(Saved data entries)
• • • • • • •
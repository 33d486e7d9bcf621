#![warn(
    missing_docs,
    nonstandard_style,
    rust_2021_compatibility,
    rust_2018_idioms,
    clippy::unnested_or_patterns,
    clippy::redundant_closure_for_method_calls
)]

//! holon-transport: URI-addressed byte-stream listeners
//!
//! A uniform façade over four concrete listeners — TCP, Unix domain socket,
//! stdio, and an in-process memory pair. [`listen`] only decodes a URI into
//! its [`Listener`] descriptor; [`listen_runtime`] binds kernel resources and
//! returns a live [`RuntimeListener`] whose `accept` produces blocking
//! [`Connection`]s. `ws://` and `wss://` parse but have no runtime listener
//! here: serving WebSocket traffic belongs to an external collaborator, and
//! [`listen_runtime`] says so with [`TransportError::RuntimeUnsupported`].

mod conn;
mod error;
mod mem;
mod stdio;
mod tcp;
mod unix;
pub mod uri;

pub use conn::Connection;
pub use error::TransportError;
pub use mem::MemListener;
pub use stdio::StdioListener;
pub use tcp::TcpListener;
pub use unix::UnixListener;
pub use uri::{scheme_of, Scheme, Uri};

/// Parse-only listener descriptor: the decoded form of each scheme, with
/// defaults applied, and no kernel resources behind it.
#[derive(Debug, Clone, PartialEq, Eq)]
pub enum Listener {
    /// `tcp://HOST:PORT` (empty host = all interfaces)
    Tcp {
        /// Host to bind; empty means all interfaces.
        host: String,
        /// Port to bind; 0 asks the kernel for one.
        port: u16,
    },
    /// `unix://PATH`
    Unix {
        /// Filesystem socket path.
        path: String,
    },
    /// `stdio://`
    Stdio,
    /// `mem://NAME`
    Mem {
        /// Listener name; may be empty.
        name: String,
    },
    /// `ws://HOST:PORT/PATH`
    Ws {
        /// Host part of the URL.
        host: String,
        /// Port, defaulted to 80.
        port: u16,
        /// HTTP path, defaulted to `/grpc`.
        path: String,
    },
    /// `wss://HOST:PORT/PATH`
    Wss {
        /// Host part of the URL.
        host: String,
        /// Port, defaulted to 443.
        port: u16,
        /// HTTP path, defaulted to `/grpc`.
        path: String,
    },
}

/// Decode `raw` into its [`Listener`] descriptor without binding anything.
pub fn listen(raw: &str) -> Result<Listener, TransportError> {
    let uri = Uri::parse(raw)?;
    let host = uri.host.clone().unwrap_or_default();
    let path = uri.path.clone().unwrap_or_default();
    Ok(match uri.scheme {
        Scheme::Tcp => Listener::Tcp {
            host,
            port: uri.port.unwrap_or(uri::DEFAULT_TCP_PORT),
        },
        Scheme::Unix => Listener::Unix { path },
        Scheme::Stdio => Listener::Stdio,
        Scheme::Mem => Listener::Mem { name: path },
        Scheme::Ws => Listener::Ws {
            host,
            port: uri.port.unwrap_or(uri::DEFAULT_WS_PORT),
            path,
        },
        Scheme::Wss => Listener::Wss {
            host,
            port: uri.port.unwrap_or(uri::DEFAULT_WSS_PORT),
            path,
        },
    })
}

/// A live, bound listener. Tagged union over the four runtime variants;
/// `ws`/`wss` are a declared gap at this layer and never appear here.
pub enum RuntimeListener {
    /// Bound TCP socket.
    Tcp(TcpListener),
    /// Bound Unix domain socket.
    Unix(UnixListener),
    /// The process's stdin/stdout, accepted at most once.
    Stdio(StdioListener),
    /// In-process dial/accept pair queue.
    Mem(MemListener),
}

impl RuntimeListener {
    /// Block until the next connection arrives.
    pub fn accept(&self) -> Result<Connection, TransportError> {
        match self {
            RuntimeListener::Tcp(l) => l.accept(),
            RuntimeListener::Unix(l) => l.accept(),
            RuntimeListener::Stdio(l) => l.accept(),
            RuntimeListener::Mem(l) => l.accept(),
        }
    }

    /// Close the listener. Idempotent and safe from any thread; a
    /// concurrently blocked `accept` reports `ListenerClosed`.
    pub fn close(&self) {
        match self {
            RuntimeListener::Tcp(l) => l.close(),
            RuntimeListener::Unix(l) => l.close(),
            RuntimeListener::Stdio(l) => l.close(),
            RuntimeListener::Mem(l) => l.close(),
        }
    }

    /// Canonical URI of the bound endpoint. For TCP this reflects the
    /// kernel-assigned port when the URI asked for port 0.
    pub fn bound_uri(&self) -> String {
        match self {
            RuntimeListener::Tcp(l) => l.bound_uri(),
            RuntimeListener::Unix(l) => l.bound_uri(),
            RuntimeListener::Stdio(l) => l.bound_uri(),
            RuntimeListener::Mem(l) => l.bound_uri(),
        }
    }
}

/// Bind a runtime listener for `raw`.
///
/// `ws://` and `wss://` return [`TransportError::RuntimeUnsupported`]: this
/// SDK dials WebSockets but never serves them.
pub fn listen_runtime(raw: &str) -> Result<RuntimeListener, TransportError> {
    let uri = Uri::parse(raw)?;
    match uri.scheme {
        Scheme::Tcp => Ok(RuntimeListener::Tcp(TcpListener::bind(
            uri.host.as_deref().unwrap_or(""),
            uri.port.unwrap_or(uri::DEFAULT_TCP_PORT),
        )?)),
        Scheme::Unix => Ok(RuntimeListener::Unix(UnixListener::bind(
            uri.path.as_deref().unwrap_or(""),
        )?)),
        Scheme::Stdio => Ok(RuntimeListener::Stdio(StdioListener::new())),
        Scheme::Mem => Ok(RuntimeListener::Mem(MemListener::new(
            uri.path.unwrap_or_default(),
        ))),
        Scheme::Ws | Scheme::Wss => Err(TransportError::RuntimeUnsupported(format!(
            "{}:// listeners are served by an external collaborator, not this SDK",
            uri.scheme
        ))),
    }
}

#[cfg(test)]
mod test {
    use super::*;

    #[test]
    fn listen_is_referentially_transparent() {
        for raw in [
            "tcp://:9090",
            "tcp://[::1]:0",
            "unix:///tmp/h.sock",
            "stdio://",
            "mem://x",
            "ws://host:9091/grpc",
        ] {
            let parsed = Uri::parse(raw).unwrap();
            assert_eq!(listen(raw).unwrap(), listen(&parsed.to_string()).unwrap());
        }
    }

    #[test]
    fn ws_runtime_is_a_declared_gap() {
        for raw in ["ws://host:80/grpc", "wss://host/grpc"] {
            match listen_runtime(raw) {
                Err(TransportError::RuntimeUnsupported(reason)) => {
                    assert!(!reason.is_empty())
                }
                other => panic!("expected RuntimeUnsupported, got {:?}", other.map(|_| ())),
            }
        }
    }

    #[test]
    fn mem_runtime_dials_through_the_union() {
        let listener = listen_runtime("mem://facade").unwrap();
        assert_eq!(listener.bound_uri(), "mem://facade");
        let RuntimeListener::Mem(mem) = &listener else {
            panic!("expected mem variant");
        };
        let client = mem.dial().unwrap();
        let server = listener.accept().unwrap();
        client.write(b"ok").unwrap();
        assert_eq!(server.read(2).unwrap(), b"ok");
    }
}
• • • • • • •
Required work
Retype each record, matching it exactly.

Task solution
repository 33d486e7d9bcf621
#![warn(
    missing_docs,
    nonstandard_style,
    rust_2021_compatibility,
    rust_2018_idioms,
    clippy::unnested_or_patterns,
    clippy::redundant_closure_for_method_calls
)]

//! holon-transport: URI-addressed byte-stream listeners
//!
//! A uniform façade over four concrete listeners — TCP, Unix domain socket,
//! stdio, and an in-process memory pair. [`listen`] only decodes a URI into
//! its [`Listener`] descriptor; [`listen_runtime`] binds kernel resources and
//! returns a live [`RuntimeListener`] whose `accept` produces blocking
//! [`Connection`]s. `ws://` and `wss://` parse but have no runtime listener
//! here: serving WebSocket traffic belongs to an external collaborator, and
//! [`listen_runtime`] says so with [`TransportError::RuntimeUnsupported`].

mod conn;
mod error;
mod mem;
mod stdio;
mod tcp;
mod unix;
pub mod uri;

pub use conn::Connection;
pub use error::TransportError;
pub use mem::MemListener;
pub use stdio::StdioListener;
pub use tcp::TcpListener;
pub use unix::UnixListener;
pub use uri::{scheme_of, Scheme, Uri};

/// Parse-only listener descriptor: the decoded form of each scheme, with
/// defaults applied, and no kernel resources behind it.
#[derive(Debug, Clone, PartialEq, Eq)]
pub enum Listener {
    /// `tcp://HOST:PORT` (empty host = all interfaces)
    Tcp {
        /// Host to bind; empty means all interfaces.
        host: String,
        /// Port to bind; 0 asks the kernel for one.
        port: u16,
    },
    /// `unix://PATH`
    Unix {
        /// Filesystem socket path.
        path: String,
    },
    /// `stdio://`
    Stdio,
    /// `mem://NAME`
    Mem {
        /// Listener name; may be empty.
        name: String,
    },
    /// `ws://HOST:PORT/PATH`
    Ws {
        /// Host part of the URL.
        host: String,
        /// Port, defaulted to 80.
        port: u16,
        /// HTTP path, defaulted to `/grpc`.
        path: String,
    },
    /// `wss://HOST:PORT/PATH`
    Wss {
        /// Host part of the URL.
        host: String,
        /// Port, defaulted to 443.
        port: u16,
        /// HTTP path, defaulted to `/grpc`.
        path: String,
    },
}

/// Decode `raw` into its [`Listener`] descriptor without binding anything.
pub fn listen(raw: &str) -> Result<Listener, TransportError> {
    let uri = Uri::parse(raw)?;
    let host = uri.host.clone().unwrap_or_default();
    let path = uri.path.clone().unwrap_or_default();
    Ok(match uri.scheme {
        Scheme::Tcp => Listener::Tcp {
            host,
            port: uri.port.unwrap_or(uri::DEFAULT_TCP_PORT),
        },
        Scheme::Unix => Listener::Unix { path },
        Scheme::Stdio => Listener::Stdio,
        Scheme::Mem => Listener::Mem { name: path },
        Scheme::Ws => Listener::Ws {
            host,
            port: uri.port.unwrap_or(uri::DEFAULT_WS_PORT),
            path,
        },
        Scheme::Wss => Listener::Wss {
            host,
            port: uri.port.unwrap_or(uri::DEFAULT_WSS_PORT),
            path,
        },
    })
}

/// A live, bound listener. Tagged union over the four runtime variants;
/// `ws`/`wss` are a declared gap at this layer and never appear here.
pub enum RuntimeListener {
    /// Bound TCP socket.
    Tcp(TcpListener),
    /// Bound Unix domain socket.
    Unix(UnixListener),
    /// The process's stdin/stdout, accepted at most once.
    Stdio(StdioListener),
    /// In-process dial/accept pair queue.
    Mem(MemListener),
}

impl RuntimeListener {
    /// Block until the next connection arrives.
    pub fn accept(&self) -> Result<Connection, TransportError> {
        match self {
            RuntimeListener::Tcp(l) => l.accept(),
            RuntimeListener::Unix(l) => l.accept(),
            RuntimeListener::Stdio(l) => l.accept(),
            RuntimeListener::Mem(l) => l.accept(),
        }
    }

    /// Close the listener. Idempotent and safe from any thread; a
    /// concurrently blocked `accept` reports `ListenerClosed`.
    pub fn close(&self) {
        match self {
            RuntimeListener::Tcp(l) => l.close(),
            RuntimeListener::Unix(l) => l.close(),
            RuntimeListener::Stdio(l) => l.close(),
            RuntimeListener::Mem(l) => l.close(),
        }
    }

    /// Canonical URI of the bound endpoint. For TCP this reflects the
    /// kernel-assigned port when the URI asked for port 0.
    pub fn bound_uri(&self) -> String {
        match self {
            RuntimeListener::Tcp(l) => l.bound_uri(),
            RuntimeListener::Unix(l) => l.bound_uri(),
            RuntimeListener::Stdio(l) => l.bound_uri(),
            RuntimeListener::Mem(l) => l.bound_uri(),
        }
    }
}

/// Bind a runtime listener for `raw`.
///
/// `ws://` and `wss://` return [`TransportError::RuntimeUnsupported`]: this
/// SDK dials WebSockets but never serves them.
pub fn listen_runtime(raw: &str) -> Result<RuntimeListener, TransportError> {
    let uri = Uri::parse(raw)?;
    match uri.scheme {
        Scheme::Tcp => Ok(RuntimeListener::Tcp(TcpListener::bind(
            uri.host.as_deref().unwrap_or(""),
            uri.port.unwrap_or(uri::DEFAULT_TCP_PORT),
        )?)),
        Scheme::Unix => Ok(RuntimeListener::Unix(UnixListener::bind(
            uri.path.as_deref().unwrap_or(""),
        )?)),
        Scheme::Stdio => Ok(RuntimeListener::Stdio(StdioListener::new())),
        Scheme::Mem => Ok(RuntimeListener::Mem(MemListener::new(
            uri.path.unwrap_or_default(),
        ))),
        Scheme::Ws | Scheme::Wss => Err(TransportError::RuntimeUnsupported(format!(
            "{}:// listeners are served by an external collaborator, not this SDK",
            uri.scheme
        ))),
    }
}

#[cfg(test)]
mod test {
    use super::*;

    #[test]
    fn listen_is_referentially_transparent() {
        for raw in [
            "tcp://:9090",
            "tcp://[::1]:0",
            "unix:///tmp/h.sock",
            "stdio://",
            "mem://x",
            "ws://host:9091/grpc",
        ] {
            let parsed = Uri::parse(raw).unwrap();
            assert_eq!(listen(raw).unwrap(), listen(&parsed.to_string()).unwrap());
        }
    }

    #[test]
    fn ws_runtime_is_a_declared_gap() {
        for raw in ["ws://host:80/grpc", "wss://host/grpc"] {
            match listen_runtime(raw) {
                Err(TransportError::RuntimeUnsupported(reason)) => {
                    assert!(!reason.is_empty())
                }
                other => panic!("expected RuntimeUnsupported, got {:?}", other.map(|_| ())),
            }
        }
    }

    #[test]
    fn mem_runtime_dials_through_the_union() {
        let listener = listen_runtime("mem://facade").unwrap();
        assert_eq!(listener.bound_uri(), "mem://facade");
        let RuntimeListener::Mem(mem) = &listener else {
            panic!("expected mem variant");
        };
        let client = mem.dial().unwrap();
        let server = listener.accept().unwrap();
        client.write(b"ok").unwrap();
        assert_eq!(server.read(2).unwrap(), b"ok");
    }
}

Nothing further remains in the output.